(Stored items)
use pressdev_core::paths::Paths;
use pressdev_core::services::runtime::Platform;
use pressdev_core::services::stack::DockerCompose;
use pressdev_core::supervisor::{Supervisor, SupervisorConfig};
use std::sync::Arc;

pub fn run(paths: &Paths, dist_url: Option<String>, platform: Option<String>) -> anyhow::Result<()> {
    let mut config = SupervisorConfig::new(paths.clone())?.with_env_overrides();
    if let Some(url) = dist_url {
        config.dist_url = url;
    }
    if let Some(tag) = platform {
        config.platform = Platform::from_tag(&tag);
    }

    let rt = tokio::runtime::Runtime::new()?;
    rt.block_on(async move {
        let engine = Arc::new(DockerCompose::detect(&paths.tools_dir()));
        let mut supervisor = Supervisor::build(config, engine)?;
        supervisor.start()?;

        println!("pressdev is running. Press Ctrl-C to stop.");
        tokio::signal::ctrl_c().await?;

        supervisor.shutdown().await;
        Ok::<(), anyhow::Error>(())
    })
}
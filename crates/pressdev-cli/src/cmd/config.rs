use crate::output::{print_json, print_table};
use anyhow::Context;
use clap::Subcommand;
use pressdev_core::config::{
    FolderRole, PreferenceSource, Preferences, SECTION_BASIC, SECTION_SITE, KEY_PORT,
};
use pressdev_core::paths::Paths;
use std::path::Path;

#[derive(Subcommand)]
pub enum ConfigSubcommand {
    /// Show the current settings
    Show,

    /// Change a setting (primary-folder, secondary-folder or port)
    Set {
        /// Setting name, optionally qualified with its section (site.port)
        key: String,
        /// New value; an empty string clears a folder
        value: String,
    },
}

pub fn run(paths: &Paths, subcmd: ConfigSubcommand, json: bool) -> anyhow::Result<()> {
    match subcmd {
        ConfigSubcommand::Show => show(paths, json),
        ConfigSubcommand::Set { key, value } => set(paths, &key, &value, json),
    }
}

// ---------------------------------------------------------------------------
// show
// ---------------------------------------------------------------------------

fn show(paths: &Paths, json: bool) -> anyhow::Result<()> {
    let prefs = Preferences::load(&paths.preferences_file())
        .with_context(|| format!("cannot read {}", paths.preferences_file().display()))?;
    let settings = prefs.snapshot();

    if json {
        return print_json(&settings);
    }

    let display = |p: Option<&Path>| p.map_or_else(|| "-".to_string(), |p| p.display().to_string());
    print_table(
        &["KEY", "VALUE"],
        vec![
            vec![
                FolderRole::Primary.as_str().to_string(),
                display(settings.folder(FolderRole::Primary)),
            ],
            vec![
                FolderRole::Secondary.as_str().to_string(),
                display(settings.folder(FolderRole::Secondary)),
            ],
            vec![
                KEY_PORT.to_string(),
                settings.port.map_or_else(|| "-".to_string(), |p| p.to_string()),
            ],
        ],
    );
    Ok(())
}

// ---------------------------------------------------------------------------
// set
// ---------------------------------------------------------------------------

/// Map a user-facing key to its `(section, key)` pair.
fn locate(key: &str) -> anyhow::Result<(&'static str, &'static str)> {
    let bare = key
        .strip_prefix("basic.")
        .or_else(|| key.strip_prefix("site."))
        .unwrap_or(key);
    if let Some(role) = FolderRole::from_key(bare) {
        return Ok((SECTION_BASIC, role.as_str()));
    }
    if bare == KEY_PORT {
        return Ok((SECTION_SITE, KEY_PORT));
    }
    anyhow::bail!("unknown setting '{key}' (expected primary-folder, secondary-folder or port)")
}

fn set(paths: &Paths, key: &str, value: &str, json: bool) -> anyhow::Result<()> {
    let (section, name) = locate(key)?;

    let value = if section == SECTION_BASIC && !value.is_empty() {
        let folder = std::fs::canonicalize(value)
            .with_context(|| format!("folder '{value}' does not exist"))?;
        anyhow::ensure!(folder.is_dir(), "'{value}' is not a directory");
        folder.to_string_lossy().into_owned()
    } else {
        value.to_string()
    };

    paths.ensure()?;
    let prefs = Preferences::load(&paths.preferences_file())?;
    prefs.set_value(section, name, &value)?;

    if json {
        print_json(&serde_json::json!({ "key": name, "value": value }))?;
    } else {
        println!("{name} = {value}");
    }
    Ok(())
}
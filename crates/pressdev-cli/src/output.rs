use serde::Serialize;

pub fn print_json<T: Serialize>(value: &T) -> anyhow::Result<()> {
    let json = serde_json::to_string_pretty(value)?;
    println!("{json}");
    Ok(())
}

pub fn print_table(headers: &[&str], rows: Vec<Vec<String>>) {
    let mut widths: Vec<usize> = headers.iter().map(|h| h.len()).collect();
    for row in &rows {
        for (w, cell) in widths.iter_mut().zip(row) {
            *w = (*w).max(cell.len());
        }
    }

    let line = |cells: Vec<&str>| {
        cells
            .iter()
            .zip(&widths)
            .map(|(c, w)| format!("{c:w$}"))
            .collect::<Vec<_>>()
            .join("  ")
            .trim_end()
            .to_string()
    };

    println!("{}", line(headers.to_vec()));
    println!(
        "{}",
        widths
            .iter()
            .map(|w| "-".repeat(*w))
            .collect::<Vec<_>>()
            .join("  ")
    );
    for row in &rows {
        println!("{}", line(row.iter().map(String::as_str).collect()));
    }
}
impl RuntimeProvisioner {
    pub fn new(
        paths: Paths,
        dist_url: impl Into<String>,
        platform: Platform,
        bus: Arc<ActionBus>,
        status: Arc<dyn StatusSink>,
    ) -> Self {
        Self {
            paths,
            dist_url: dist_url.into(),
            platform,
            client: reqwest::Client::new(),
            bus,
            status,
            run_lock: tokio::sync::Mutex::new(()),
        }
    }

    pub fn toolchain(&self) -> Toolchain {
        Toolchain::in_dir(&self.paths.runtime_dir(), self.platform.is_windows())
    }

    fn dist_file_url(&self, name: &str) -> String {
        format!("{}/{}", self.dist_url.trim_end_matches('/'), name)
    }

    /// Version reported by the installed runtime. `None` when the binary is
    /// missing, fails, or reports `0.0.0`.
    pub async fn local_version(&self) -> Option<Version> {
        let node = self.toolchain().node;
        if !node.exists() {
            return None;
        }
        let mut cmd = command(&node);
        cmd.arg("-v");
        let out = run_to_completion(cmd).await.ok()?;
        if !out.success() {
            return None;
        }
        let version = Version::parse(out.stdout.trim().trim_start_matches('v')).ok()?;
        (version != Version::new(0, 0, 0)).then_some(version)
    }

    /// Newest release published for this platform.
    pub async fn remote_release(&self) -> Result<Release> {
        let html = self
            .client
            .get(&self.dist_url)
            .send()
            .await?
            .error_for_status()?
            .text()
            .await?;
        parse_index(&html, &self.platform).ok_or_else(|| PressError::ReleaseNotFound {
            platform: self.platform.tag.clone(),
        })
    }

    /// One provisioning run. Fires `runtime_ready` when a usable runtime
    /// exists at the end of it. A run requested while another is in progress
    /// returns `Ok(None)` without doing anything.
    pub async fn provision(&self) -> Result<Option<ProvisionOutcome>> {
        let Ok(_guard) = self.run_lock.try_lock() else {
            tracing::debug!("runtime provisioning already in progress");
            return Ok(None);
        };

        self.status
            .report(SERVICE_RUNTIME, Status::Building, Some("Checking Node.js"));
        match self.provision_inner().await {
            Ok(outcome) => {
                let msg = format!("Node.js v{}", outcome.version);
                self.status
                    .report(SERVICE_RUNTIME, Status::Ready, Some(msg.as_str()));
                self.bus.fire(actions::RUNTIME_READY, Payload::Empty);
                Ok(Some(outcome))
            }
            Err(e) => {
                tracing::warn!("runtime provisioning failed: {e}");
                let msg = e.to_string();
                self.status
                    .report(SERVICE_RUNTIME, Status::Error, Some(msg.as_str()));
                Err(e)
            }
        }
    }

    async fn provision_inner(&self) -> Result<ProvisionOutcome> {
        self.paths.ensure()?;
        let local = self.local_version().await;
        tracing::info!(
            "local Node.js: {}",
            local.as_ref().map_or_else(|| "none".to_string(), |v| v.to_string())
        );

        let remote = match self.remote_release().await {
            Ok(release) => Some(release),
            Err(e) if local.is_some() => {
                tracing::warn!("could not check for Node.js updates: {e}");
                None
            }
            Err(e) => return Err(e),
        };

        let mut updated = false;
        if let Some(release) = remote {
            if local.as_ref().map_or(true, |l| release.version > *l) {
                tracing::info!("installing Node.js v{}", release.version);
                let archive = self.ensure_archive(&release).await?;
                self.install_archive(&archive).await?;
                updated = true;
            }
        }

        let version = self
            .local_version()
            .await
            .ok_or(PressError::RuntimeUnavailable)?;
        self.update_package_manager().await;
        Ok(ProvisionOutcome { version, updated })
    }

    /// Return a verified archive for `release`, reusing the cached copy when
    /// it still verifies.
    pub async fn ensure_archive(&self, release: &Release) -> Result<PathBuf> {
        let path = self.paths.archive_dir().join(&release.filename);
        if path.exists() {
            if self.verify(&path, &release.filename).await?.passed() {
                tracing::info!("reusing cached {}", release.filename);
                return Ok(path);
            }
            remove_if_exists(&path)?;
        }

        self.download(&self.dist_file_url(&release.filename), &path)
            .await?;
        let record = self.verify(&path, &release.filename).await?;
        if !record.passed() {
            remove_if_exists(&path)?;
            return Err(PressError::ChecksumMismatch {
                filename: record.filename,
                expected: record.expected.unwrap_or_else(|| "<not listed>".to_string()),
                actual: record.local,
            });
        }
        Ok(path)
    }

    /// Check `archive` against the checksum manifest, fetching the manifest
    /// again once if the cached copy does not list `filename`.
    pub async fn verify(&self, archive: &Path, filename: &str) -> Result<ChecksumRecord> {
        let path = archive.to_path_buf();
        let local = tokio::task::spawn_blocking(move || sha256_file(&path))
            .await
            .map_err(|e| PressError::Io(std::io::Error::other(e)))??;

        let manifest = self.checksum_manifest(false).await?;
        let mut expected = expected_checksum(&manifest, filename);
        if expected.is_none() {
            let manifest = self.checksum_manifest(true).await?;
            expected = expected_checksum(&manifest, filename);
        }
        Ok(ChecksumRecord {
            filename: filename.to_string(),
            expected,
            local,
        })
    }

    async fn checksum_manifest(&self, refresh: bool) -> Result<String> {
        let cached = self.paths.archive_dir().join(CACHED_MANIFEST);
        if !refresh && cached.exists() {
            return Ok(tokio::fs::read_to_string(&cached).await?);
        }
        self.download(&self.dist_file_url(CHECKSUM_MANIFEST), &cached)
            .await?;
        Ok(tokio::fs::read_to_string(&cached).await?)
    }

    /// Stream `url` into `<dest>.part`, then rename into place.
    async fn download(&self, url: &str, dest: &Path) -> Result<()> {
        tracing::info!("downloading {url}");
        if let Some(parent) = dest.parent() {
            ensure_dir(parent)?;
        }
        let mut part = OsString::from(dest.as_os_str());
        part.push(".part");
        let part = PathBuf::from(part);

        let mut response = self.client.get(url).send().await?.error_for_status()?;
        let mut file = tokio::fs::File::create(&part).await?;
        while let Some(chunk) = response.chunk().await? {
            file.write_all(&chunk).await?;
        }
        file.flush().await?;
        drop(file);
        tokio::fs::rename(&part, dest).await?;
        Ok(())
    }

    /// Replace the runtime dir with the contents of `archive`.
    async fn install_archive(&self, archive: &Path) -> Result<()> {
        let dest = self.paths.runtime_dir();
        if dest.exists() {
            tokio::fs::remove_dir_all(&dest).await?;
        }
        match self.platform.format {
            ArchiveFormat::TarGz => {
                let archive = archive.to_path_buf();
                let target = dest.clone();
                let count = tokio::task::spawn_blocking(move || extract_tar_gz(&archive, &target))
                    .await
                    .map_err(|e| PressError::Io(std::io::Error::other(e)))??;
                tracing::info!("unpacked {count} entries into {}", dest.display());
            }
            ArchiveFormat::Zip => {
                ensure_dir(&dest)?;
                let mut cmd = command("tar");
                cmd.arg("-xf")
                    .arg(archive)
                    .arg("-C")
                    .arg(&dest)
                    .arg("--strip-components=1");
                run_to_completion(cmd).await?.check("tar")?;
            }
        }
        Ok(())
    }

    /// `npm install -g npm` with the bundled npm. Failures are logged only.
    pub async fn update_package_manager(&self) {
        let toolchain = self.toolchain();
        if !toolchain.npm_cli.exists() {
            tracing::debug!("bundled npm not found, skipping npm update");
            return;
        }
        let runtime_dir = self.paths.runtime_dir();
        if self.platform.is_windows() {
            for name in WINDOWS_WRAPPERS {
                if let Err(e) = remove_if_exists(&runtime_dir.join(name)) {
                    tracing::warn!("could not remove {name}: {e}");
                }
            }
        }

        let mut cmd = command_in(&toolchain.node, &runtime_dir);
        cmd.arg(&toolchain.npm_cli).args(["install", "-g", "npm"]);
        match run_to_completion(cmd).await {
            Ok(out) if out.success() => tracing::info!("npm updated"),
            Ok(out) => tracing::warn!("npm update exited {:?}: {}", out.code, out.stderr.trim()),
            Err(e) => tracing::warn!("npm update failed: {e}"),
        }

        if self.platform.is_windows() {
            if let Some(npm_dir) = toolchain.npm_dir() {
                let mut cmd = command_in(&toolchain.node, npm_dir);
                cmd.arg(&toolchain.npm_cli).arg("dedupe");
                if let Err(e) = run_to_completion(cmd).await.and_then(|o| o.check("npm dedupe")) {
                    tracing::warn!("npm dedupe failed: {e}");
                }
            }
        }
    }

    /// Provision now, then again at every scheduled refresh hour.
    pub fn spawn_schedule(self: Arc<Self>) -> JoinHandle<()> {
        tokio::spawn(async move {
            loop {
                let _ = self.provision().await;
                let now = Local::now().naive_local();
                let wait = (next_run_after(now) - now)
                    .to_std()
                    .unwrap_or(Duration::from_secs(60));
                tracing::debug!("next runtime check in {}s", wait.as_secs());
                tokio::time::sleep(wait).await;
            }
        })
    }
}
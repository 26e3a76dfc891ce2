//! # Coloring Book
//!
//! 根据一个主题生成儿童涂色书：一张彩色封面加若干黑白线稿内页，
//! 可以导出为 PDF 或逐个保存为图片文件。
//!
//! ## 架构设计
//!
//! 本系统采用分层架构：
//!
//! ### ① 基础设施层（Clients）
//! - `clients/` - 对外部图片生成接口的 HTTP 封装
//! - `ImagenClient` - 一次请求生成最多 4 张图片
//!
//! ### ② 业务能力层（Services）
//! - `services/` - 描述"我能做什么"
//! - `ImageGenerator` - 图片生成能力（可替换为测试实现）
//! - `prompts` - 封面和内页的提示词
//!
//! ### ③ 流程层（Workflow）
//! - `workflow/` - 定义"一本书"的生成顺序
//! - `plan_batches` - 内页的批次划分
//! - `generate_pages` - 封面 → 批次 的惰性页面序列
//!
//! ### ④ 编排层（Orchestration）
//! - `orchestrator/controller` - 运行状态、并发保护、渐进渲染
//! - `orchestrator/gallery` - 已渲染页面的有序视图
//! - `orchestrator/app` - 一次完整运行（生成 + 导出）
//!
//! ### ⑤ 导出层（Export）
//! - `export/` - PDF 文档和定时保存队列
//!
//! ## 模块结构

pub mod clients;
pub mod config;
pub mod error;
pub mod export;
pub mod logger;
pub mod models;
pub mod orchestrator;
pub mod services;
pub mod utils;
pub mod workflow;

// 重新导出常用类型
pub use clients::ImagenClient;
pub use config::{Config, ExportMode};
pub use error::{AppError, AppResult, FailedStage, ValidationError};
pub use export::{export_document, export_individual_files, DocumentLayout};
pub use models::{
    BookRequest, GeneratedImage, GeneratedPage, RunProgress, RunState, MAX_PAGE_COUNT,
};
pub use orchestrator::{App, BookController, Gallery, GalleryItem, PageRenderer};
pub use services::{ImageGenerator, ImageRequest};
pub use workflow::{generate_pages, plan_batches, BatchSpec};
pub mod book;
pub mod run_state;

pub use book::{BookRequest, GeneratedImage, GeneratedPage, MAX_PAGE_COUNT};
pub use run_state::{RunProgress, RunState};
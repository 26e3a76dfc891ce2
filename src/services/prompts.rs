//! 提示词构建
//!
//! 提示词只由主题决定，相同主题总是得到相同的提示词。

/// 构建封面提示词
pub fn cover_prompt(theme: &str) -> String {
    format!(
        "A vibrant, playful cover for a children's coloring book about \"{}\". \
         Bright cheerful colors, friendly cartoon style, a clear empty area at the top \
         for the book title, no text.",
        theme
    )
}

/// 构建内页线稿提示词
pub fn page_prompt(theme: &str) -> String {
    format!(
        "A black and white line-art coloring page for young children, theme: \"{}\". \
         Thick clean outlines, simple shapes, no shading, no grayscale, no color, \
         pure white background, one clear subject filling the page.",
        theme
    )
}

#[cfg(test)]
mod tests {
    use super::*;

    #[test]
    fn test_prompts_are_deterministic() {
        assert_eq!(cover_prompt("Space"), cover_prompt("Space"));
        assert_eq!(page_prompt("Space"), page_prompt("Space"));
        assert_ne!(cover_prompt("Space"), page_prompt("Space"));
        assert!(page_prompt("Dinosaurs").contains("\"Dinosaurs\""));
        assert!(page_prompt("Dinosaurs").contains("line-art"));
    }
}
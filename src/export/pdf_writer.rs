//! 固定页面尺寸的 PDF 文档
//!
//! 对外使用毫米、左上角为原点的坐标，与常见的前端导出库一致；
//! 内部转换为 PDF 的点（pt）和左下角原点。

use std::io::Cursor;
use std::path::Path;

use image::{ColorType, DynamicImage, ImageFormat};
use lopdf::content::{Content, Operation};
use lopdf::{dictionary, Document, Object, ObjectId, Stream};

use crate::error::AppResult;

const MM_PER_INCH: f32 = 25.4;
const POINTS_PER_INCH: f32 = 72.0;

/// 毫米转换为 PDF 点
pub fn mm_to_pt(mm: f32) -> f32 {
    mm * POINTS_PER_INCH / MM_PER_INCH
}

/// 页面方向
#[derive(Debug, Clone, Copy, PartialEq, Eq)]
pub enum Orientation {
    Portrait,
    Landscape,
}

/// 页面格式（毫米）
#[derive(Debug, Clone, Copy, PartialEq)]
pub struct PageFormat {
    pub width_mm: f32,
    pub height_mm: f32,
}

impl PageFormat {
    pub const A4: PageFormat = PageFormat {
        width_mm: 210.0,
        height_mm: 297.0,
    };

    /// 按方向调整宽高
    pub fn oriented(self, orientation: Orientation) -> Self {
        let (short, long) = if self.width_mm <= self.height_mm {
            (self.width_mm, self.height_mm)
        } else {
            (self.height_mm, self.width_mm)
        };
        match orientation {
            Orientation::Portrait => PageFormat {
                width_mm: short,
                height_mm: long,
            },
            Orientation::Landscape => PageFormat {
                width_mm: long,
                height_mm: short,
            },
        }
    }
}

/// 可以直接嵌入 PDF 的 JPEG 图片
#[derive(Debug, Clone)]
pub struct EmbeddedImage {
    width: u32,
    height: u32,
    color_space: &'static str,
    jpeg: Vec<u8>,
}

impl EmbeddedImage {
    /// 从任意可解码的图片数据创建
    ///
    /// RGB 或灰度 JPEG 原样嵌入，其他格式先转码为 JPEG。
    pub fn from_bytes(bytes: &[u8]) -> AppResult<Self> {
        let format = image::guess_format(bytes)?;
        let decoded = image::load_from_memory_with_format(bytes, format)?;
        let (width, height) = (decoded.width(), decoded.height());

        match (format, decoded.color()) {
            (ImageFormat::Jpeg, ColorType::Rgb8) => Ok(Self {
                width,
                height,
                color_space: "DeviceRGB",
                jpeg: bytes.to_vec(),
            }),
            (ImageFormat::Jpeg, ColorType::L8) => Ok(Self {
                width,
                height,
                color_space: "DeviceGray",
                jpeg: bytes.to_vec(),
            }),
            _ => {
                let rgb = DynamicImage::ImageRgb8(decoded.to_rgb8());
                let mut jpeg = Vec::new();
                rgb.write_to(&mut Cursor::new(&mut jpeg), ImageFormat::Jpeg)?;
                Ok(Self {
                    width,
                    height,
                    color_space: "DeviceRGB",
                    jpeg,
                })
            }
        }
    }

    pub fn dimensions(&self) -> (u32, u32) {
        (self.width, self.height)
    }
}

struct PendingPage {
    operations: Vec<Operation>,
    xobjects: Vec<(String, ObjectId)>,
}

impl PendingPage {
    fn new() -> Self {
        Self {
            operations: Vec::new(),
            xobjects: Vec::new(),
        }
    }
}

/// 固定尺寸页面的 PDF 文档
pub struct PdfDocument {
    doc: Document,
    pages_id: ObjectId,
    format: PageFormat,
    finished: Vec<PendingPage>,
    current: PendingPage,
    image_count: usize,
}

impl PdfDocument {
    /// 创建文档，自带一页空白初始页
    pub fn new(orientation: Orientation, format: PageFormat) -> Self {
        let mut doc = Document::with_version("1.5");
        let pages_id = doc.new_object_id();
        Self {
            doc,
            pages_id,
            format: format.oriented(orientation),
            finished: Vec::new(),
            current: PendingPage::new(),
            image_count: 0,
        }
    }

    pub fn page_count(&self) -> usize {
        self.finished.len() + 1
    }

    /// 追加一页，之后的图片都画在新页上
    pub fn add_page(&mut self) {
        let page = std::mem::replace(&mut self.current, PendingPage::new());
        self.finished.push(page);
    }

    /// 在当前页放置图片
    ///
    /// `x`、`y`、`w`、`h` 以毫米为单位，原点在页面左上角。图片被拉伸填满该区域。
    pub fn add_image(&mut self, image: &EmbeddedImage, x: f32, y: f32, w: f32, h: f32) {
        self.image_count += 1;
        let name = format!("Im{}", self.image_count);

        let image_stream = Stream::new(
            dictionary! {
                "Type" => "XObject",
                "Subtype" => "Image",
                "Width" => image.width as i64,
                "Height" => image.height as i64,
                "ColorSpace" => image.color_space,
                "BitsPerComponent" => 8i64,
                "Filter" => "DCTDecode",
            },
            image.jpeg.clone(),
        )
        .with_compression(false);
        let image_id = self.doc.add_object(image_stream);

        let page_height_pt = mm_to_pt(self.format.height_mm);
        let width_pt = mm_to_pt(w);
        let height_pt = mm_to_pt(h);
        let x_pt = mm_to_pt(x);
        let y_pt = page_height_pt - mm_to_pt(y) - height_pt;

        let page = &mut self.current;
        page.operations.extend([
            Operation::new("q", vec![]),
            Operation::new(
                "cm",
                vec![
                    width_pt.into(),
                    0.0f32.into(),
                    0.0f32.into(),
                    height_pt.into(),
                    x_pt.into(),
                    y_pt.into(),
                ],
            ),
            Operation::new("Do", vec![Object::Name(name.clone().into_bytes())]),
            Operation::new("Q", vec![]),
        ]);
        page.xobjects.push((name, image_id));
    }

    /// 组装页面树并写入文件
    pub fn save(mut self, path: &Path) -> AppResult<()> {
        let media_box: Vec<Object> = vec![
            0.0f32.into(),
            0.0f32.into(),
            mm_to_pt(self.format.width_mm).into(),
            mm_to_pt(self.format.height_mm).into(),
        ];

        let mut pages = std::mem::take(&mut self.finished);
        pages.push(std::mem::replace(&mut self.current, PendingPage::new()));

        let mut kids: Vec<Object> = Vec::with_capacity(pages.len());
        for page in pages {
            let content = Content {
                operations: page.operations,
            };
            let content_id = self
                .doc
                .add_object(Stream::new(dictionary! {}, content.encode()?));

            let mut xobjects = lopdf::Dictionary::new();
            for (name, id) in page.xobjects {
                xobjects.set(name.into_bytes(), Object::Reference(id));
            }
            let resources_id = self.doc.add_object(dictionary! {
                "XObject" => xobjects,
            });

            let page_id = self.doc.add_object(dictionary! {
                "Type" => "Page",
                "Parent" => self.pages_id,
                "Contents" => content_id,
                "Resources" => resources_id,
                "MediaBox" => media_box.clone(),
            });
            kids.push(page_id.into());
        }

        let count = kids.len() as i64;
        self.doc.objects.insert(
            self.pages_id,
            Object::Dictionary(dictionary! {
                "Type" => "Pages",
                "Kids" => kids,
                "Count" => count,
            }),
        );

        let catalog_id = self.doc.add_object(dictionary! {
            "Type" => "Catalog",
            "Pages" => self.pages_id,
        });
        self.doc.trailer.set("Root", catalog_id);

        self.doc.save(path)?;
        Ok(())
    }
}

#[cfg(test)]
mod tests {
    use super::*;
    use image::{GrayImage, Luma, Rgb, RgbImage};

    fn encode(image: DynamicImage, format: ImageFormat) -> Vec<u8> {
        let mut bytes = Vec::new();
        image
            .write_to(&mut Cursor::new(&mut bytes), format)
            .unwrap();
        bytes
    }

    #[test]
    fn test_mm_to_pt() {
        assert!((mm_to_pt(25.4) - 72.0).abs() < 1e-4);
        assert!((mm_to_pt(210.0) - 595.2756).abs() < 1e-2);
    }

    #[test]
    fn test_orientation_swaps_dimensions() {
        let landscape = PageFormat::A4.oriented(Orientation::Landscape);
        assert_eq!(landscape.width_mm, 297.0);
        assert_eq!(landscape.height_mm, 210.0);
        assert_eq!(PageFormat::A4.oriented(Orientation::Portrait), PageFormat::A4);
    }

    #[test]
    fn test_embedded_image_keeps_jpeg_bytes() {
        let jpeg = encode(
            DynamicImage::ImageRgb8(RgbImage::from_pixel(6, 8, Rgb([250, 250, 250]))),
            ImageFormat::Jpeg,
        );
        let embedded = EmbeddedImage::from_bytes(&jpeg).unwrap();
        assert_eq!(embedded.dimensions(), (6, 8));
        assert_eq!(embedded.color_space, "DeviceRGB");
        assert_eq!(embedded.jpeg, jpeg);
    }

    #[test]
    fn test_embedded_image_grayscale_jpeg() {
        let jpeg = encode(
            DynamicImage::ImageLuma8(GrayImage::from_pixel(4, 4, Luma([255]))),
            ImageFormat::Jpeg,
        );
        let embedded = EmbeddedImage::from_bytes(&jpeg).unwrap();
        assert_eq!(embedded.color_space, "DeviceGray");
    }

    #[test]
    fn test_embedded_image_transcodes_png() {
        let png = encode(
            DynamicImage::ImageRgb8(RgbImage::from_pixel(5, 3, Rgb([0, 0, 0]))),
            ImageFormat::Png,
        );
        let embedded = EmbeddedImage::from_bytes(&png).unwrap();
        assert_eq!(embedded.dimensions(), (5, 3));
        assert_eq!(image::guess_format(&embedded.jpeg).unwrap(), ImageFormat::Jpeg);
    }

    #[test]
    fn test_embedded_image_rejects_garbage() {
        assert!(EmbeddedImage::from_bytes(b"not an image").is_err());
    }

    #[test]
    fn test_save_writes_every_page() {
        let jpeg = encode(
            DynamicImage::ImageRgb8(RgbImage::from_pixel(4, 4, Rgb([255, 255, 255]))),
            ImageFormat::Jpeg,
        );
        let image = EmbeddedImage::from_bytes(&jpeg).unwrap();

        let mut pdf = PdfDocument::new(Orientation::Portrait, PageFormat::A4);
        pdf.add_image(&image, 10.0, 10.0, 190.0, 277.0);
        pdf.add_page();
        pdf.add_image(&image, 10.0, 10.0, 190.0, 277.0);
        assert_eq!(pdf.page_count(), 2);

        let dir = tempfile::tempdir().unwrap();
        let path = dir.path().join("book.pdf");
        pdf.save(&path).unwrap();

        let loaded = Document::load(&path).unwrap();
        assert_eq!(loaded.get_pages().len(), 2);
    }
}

To do:
Could you return all lines from the records that include the word "provisioning"?

Finished task:
    /// One provisioning run. Fires `runtime_ready` when a usable runtime
            tracing::debug!("runtime provisioning already in progress");
                tracing::warn!("runtime provisioning failed: {e}");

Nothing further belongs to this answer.